Wild Horse Education

Martin Fire Update: 7/13


The highlighted area is the “area of operation” for BLM roundups of the Owyhee Complex. The area in the red outline is a rough overlay of the Martin fire.

We ask that you take the time to read and understand the aspects of this fire.

The Martin Fire is perhaps the single most destructive incident occurring on wild horse habitat since the passage of the Act. On July 5th a fire began that has burned nearly 440,000 acres. It is believed the fire began due to human activity on July 5 (camping, off-roading, target shooting) and is to be determined.

As of this morning the fire is at 95% containment and has burned 435,569 acres.

The Humboldt County Sheriff’s Office and the Bureau of Land Management Law Enforcement Division are requesting help from the public, saying the fire was human-caused. Anyone who may have been camping or in the vicinity of Martin Creek or Martin Creek Canyon the night of July 4, or anyone who might have information on the person or people who may have been responsible for the start of the Martin Fire is asked to contact:

Humboldt County Secret Witness: 775-623-6969.
Or online at the HCSO Report Suspicious Activity web page.
Or the BLM Law Enforcement Tips Line: 775-885-6117.

Two rewards are being offered for information as to who may have caused this fire, one by the Stewart family and one by BLM: http://www.kolotv.com/content/news/Family-offers-10-thousand-dollars-reward-to-whoever-helps-them-find-Martin-fire-responsible-487951031.html


BLM map of current herd management areas (HMAs) that are managed for wild horses on public lands

The Owyhee Complex is one of the last large systems of HMAs left in the United States. Perspective on the magnitude of this event is important. Nevada has a public land base of around 84%. That is why we have more wild horses in Nevada than any other state (or all other states combined), because NV has more public lands. Sometimes you will hear this very simple fact misrepresented to claim Nevada is “simply out of control” and then a comparative large number of wild horses as the logic used to demonstrate the assertion.

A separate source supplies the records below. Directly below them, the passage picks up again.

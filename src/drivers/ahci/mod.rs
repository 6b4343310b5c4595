// NØNOS Operating System
// Copyright (C) 2025 NØNOS Contributors
//
// This program is free software: you can redistribute it and/or modify
// it under the terms of the GNU Affero General Public License as published by
// the Free Software Foundation, either version 3 of the License, or
// (at your option) any later version.
//
// This program is distributed in the hope that it will be useful,
// but WITHOUT ANY WARRANTY; without even the implied warranty of
// MERCHANTABILITY or FITNESS FOR A PARTICULAR PURPOSE. See the
// GNU Affero General Public License for more details.
//
// You should have received a copy of the GNU Affero General Public License
// along with this program. If not, see <https://www.gnu.org/licenses/>.
//
//! AHCI (Advanced Host Controller Interface) link power monitor.
//!
//! # References
//! - AHCI 1.3.1 Specification (Intel)
//! - Serial ATA Revision 3.0 Specification
//!
//! Tracks how long each port's SATA link spends in the active, partial and
//! slumber power states. The record is refreshed from two directions: the
//! PhyRdy-change interrupt path, and lazily on every read of a counter.
//! Enabling accounting for a port keeps the PhyRdy-change interrupt
//! unmasked even under an aggressive link power management policy.

pub mod constants;
pub mod control;
pub mod controller;
pub mod errors;
pub mod power;
pub mod stats;
pub mod types;


// Re-export main types at module root for convenience
pub use controller::{AhciController, RegisterAccess};
pub use errors::AhciError;
pub use power::LinkPowerAccounting;
pub use stats::LinkPowerStats;
pub use types::{LinkPowerState, LpmPolicy, PortLinkState};

use spin::Once;

/// Global AHCI link monitor instance (initialized once via Once).
///
/// Using spin::Once ensures thread-safe, one-time initialization without
/// requiring unsafe static mut access patterns.
static AHCI_CONTROLLER: Once<AhciController> = Once::new();

/// Initializes the AHCI link power monitor over an HBA MMIO window.
pub fn init_ahci(mmio_base: usize) -> Result<(), AhciError> {
    // Check if already initialized
    if AHCI_CONTROLLER.is_completed() {
        return Ok(());
    }

    let controller = AhciController::new(mmio_base)?;
    controller.init()?;

    // Store in global instance (Once ensures this only happens once)
    AHCI_CONTROLLER.call_once(|| controller);

    crate::log::logger::log_critical("AHCI link power accounting online");
    Ok(())
}

#[inline]
pub fn get_controller() -> Option<&'static AhciController> {
    AHCI_CONTROLLER.get()
}
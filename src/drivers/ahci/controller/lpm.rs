// NØNOS Operating System
// Copyright (C) 2025 NØNOS Contributors
//
// This program is free software: you can redistribute it and/or modify
// it under the terms of the GNU Affero General Public License as published by
// the Free Software Foundation, either version 3 of the License, or
// (at your option) any later version.
//
// This program is distributed in the hope that it will be useful,
// but WITHOUT ANY WARRANTY; without even the implied warranty of
// MERCHANTABILITY or FITNESS FOR A PARTICULAR PURPOSE. See the
// GNU Affero General Public License for more details.
//
// You should have received a copy of the GNU Affero General Public License
// along with this program. If not, see <https://www.gnu.org/licenses/>.
//
//! Link power management policy application and interrupt-mask coordination.
//!
//! Reduced-power policies mask the PhyRdy-change interrupt so the host is
//! not woken on every partial/slumber transition. Accounting depends on
//! exactly those interrupts, so an enabled accounting record overrides the
//! masking. Callers hold the port-map lock for every function here; the
//! PxIE read-modify-write and its in-memory shadow must not race the
//! interrupt handler.

use alloc::format;

use super::super::constants::{
    CMD_ALPE, CMD_ASP, IE_PRCE, PORT_CMD, PORT_IE, PORT_SCTL, SCTL_IPM_MASK, SCTL_IPM_NO_PARTIAL,
    SCTL_IPM_NO_SLUMBER, SCTL_IPM_SHIFT,
};
use super::super::types::{LpmPolicy, PortLinkState};
use super::helpers::RegisterAccess;

/// Apply `policy` to the port: program the transition bits, then recompute
/// the PhyRdy-change interrupt mask.
pub fn apply_policy<T: RegisterAccess>(ctrl: &T, state: &mut PortLinkState, policy: LpmPolicy) {
    let mut cmd = ctrl.read_port_reg(state.port, PORT_CMD) & !(CMD_ALPE | CMD_ASP);
    let mut sctl = ctrl.read_port_reg(state.port, PORT_SCTL) & !(SCTL_IPM_MASK << SCTL_IPM_SHIFT);

    match policy {
        LpmPolicy::MaxPerformance => {
            sctl |= (SCTL_IPM_NO_PARTIAL | SCTL_IPM_NO_SLUMBER) << SCTL_IPM_SHIFT;
        }
        LpmPolicy::MediumPower => {
            cmd |= CMD_ALPE;
        }
        LpmPolicy::MinPower => {
            cmd |= CMD_ALPE | CMD_ASP;
        }
    }

    ctrl.write_port_reg(state.port, PORT_SCTL, sctl);
    ctrl.write_port_reg(state.port, PORT_CMD, cmd);
    state.policy = policy;

    let mask = if policy.is_low_power() && !state.accounting.accounting_enabled() {
        state.irq_mask & !IE_PRCE
    } else {
        state.irq_mask | IE_PRCE
    };
    write_irq_mask(ctrl, state, mask);

    crate::log::logger::log_info(&format!(
        "AHCI: Port {} LPM policy {}",
        state.port,
        policy.as_str()
    ));
}

/// Keep the PhyRdy-change interrupt source alive for accounting.
///
/// Called on the accounting-enable transition; disabling accounting never
/// re-masks, that is left to the next policy application.
pub fn unmask_phyrdy<T: RegisterAccess>(ctrl: &T, state: &mut PortLinkState) {
    let mask = state.irq_mask | IE_PRCE;
    write_irq_mask(ctrl, state, mask);
}

fn write_irq_mask<T: RegisterAccess>(ctrl: &T, state: &mut PortLinkState, mask: u32) {
    state.irq_mask = mask;
    ctrl.write_port_reg(state.port, PORT_IE, mask);
}
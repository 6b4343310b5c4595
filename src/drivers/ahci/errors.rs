// NØNOS Operating System
// Copyright (C) 2025 NØNOS Contributors
//
// This program is free software: you can redistribute it and/or modify
// it under the terms of the GNU Affero General Public License as published by
// the Free Software Foundation, either version 3 of the License, or
// (at your option) any later version.
//
// This program is distributed in the hope that it will be useful,
// but WITHOUT ANY WARRANTY; without even the implied warranty of
// MERCHANTABILITY or FITNESS FOR A PARTICULAR PURPOSE. See the
// GNU Affero General Public License for more details.
//
// You should have received a copy of the GNU Affero General Public License
// along with this program. If not, see <https://www.gnu.org/licenses/>.
//
//! AHCI link monitor error types.

use core::fmt;

#[derive(Debug, Clone, Copy, PartialEq, Eq)]
pub enum AhciError {
    /// PCI BAR5 (AHCI MMIO base) is not configured
    Bar5NotConfigured,
    /// HBA reports no implemented ports
    NoPortsImplemented,
    /// Specified port is not initialized for link monitoring
    PortNotInitialized,
}

/// Returns a human-readable description of the error.
impl AhciError {
    pub const fn as_str(&self) -> &'static str {
        match self {
            Self::Bar5NotConfigured => "AHCI BAR5 not configured",
            Self::NoPortsImplemented => "No AHCI ports implemented",
            Self::PortNotInitialized => "Port not initialized",
        }
    }
}

impl fmt::Display for AhciError {
    fn fmt(&self, f: &mut fmt::Formatter<'_>) -> fmt::Result {
        write!(f, "{}", self.as_str())
    }
}
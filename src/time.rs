// NØNOS Operating System
// Copyright (C) 2025 NØNOS Contributors
//
// This program is free software: you can redistribute it and/or modify
// it under the terms of the GNU Affero General Public License as published by
// the Free Software Foundation, either version 3 of the License, or
// (at your option) any later version.
//
// This program is distributed in the hope that it will be useful,
// but WITHOUT ANY WARRANTY; without even the implied warranty of
// MERCHANTABILITY or FITNESS FOR A PARTICULAR PURPOSE. See the
// GNU Affero General Public License for more details.
//
// You should have received a copy of the GNU Affero General Public License
// along with this program. If not, see <https://www.gnu.org/licenses/>.
//
//! Time Management Module
//!
//! Coarse monotonic clock derived from the CPU timestamp counter.

#![allow(dead_code)]

/// TSC ticks per nanosecond (assumes ~2GHz invariant TSC).
const TSC_TICKS_PER_NS: u64 = 2;

#[cfg(target_arch = "x86_64")]
fn read_tsc() -> u64 {
    // SAFETY: _rdtsc reads the timestamp counter, which is always safe
    unsafe { core::arch::x86_64::_rdtsc() }
}

#[cfg(not(target_arch = "x86_64"))]
fn read_tsc() -> u64 {
    0
}

/// Get current time in nanoseconds since boot
pub fn now_ns() -> u64 {
    read_tsc() / TSC_TICKS_PER_NS
}

/// Get current timestamp in milliseconds
pub fn timestamp_millis() -> u64 {
    now_ns() / 1_000_000
}

/// Get current uptime in seconds
pub fn current_uptime() -> u64 {
    now_ns() / 1_000_000_000
}
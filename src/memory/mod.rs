// NØNOS Operating System
// Copyright (C) 2026 NØNOS Contributors
//
// This program is free software: you can redistribute it and/or modify
// it under the terms of the GNU Affero General Public License as published by
// the Free Software Foundation, either version 3 of the License, or
// (at your option) any later version.
//
// This program is distributed in the hope that it will be useful,
// but WITHOUT ANY WARRANTY; without even the implied warranty of
// MERCHANTABILITY or FITNESS FOR A PARTICULAR PURPOSE. See the
// GNU Affero General Public License for more details.
//
// You should have received a copy of the GNU Affero General Public License
// along with this program. If not, see <https://www.gnu.org/licenses/>.

pub mod mmio;
// NØNOS Operating System
// Copyright (C) 2025 NØNOS Contributors
//
// This program is free software: you can redistribute it and/or modify
// it under the terms of the GNU Affero General Public License as published by
// the Free Software Foundation, either version 3 of the License, or
// (at your option) any later version.
//
// This program is distributed in the hope that it will be useful,
// but WITHOUT ANY WARRANTY; without even the implied warranty of
// MERCHANTABILITY or FITNESS FOR A PARTICULAR PURPOSE. See the
// GNU Affero General Public License for more details.
//
// You should have received a copy of the GNU Affero General Public License
// along with this program. If not, see <https://www.gnu.org/licenses/>.
//
//! HBA and port bring-up for link monitoring.

use alloc::collections::BTreeMap;
use alloc::format;
use spin::Mutex;

use super::super::constants::*;
use super::super::errors::AhciError;
use super::super::types::{LpmPolicy, PortLinkState};
use super::helpers::RegisterAccess;
use super::lpm;

/// Initialize the HBA for link monitoring and return the implemented-ports
/// bitmap.
pub fn init_hba<T: RegisterAccess>(ctrl: &T) -> Result<u32, AhciError> {
    // Enable AHCI mode before touching any port register.
    ctrl.write_hba_reg(HBA_GHC, ctrl.read_hba_reg(HBA_GHC) | GHC_AE);

    let cap = ctrl.read_hba_reg(HBA_CAP);
    let vs = ctrl.read_hba_reg(HBA_VS);
    let ports_impl = ctrl.read_hba_reg(HBA_PI);

    crate::log::logger::log_critical(&format!(
        "AHCI: CAP=0x{:08x}, VS=0x{:08x}, PI=0x{:08x}",
        cap, vs, ports_impl
    ));

    if ports_impl == 0 {
        return Err(AhciError::NoPortsImplemented);
    }

    Ok(ports_impl)
}

/// Enable HBA-level interrupt delivery.
pub fn enable_interrupts<T: RegisterAccess>(ctrl: &T) {
    ctrl.write_hba_reg(HBA_GHC, ctrl.read_hba_reg(HBA_GHC) | GHC_IE);
}

/// Bring up one port for link monitoring.
///
/// Creates the port's accounting record (zeroed, previous state no-link),
/// applies the initial LPM policy, and programs the interrupt mask.
pub fn init_port<T: RegisterAccess>(
    ctrl: &T,
    ports: &Mutex<BTreeMap<u32, PortLinkState>>,
    policy: LpmPolicy,
    accounting_enabled: bool,
    port: u32,
) {
    // Drop status latched before we owned the port.
    ctrl.write_port_reg(port, PORT_IS, 0xFFFF_FFFF);
    ctrl.write_port_reg(port, PORT_SERR, 0xFFFF_FFFF);

    let mut state = PortLinkState::new(port);
    state.accounting.set_accounting_enabled(accounting_enabled);
    lpm::apply_policy(ctrl, &mut state, policy);

    let det = ctrl.read_port_reg(port, PORT_SSTS) & SSTS_DET_MASK;
    crate::log::logger::log_info(&format!(
        "AHCI: Port {} monitored, link {}",
        port,
        if det == SSTS_DET_ESTABLISHED { "up" } else { "down" }
    ));

    ports.lock().insert(port, state);
}
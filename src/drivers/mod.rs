// NØNOS Operating System
// Copyright (C) 2026 NØNOS Contributors
//
// This program is free software: you can redistribute it and/or modify
// it under the terms of the GNU Affero General Public License as published by
// the Free Software Foundation, either version 3 of the License, or
// (at your option) any later version.
//
// This program is distributed in the hope that it will be useful,
// but WITHOUT ANY WARRANTY; without even the implied warranty of
// MERCHANTABILITY or FITNESS FOR A PARTICULAR PURPOSE. See the
// GNU Affero General Public License for more details.
//
// You should have received a copy of the GNU Affero General Public License
// along with this program. If not, see <https://www.gnu.org/licenses/>.

//! Device drivers.

pub mod ahci;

Nevada BLM simply has a greater responsibility to the public and public domain. Think about the scope of the Martin fire. That fire, and all the fire crews and clean up, was coordinated by federal land agencies. It’s going to be expensive. That was the intention in the creation of many of the Constitutions in western states, that land is the responsibility of the federal government and the tab gets paid by all tax-payers.

Below is a great video from Keep It Public if you do not understand the how  the map of land base we have today called “Public Land” was created.

When we look at this fire in terms of “wild horses” perspective on public lands becomes very important.

In the United states we have very few areas left of large tracts of lands. In truth these tracts are criss crossed with grazing fences, mining fences and mining roads; open range increasingly becoming simply a myth. However these large tracts are the places we have our truly last large herds of wild horses left. When you hear BLM say “vast and rugged terrain” this is one of those places. You can not drive in these areas in a 20 minute jaunt off a main highway and grab a photo.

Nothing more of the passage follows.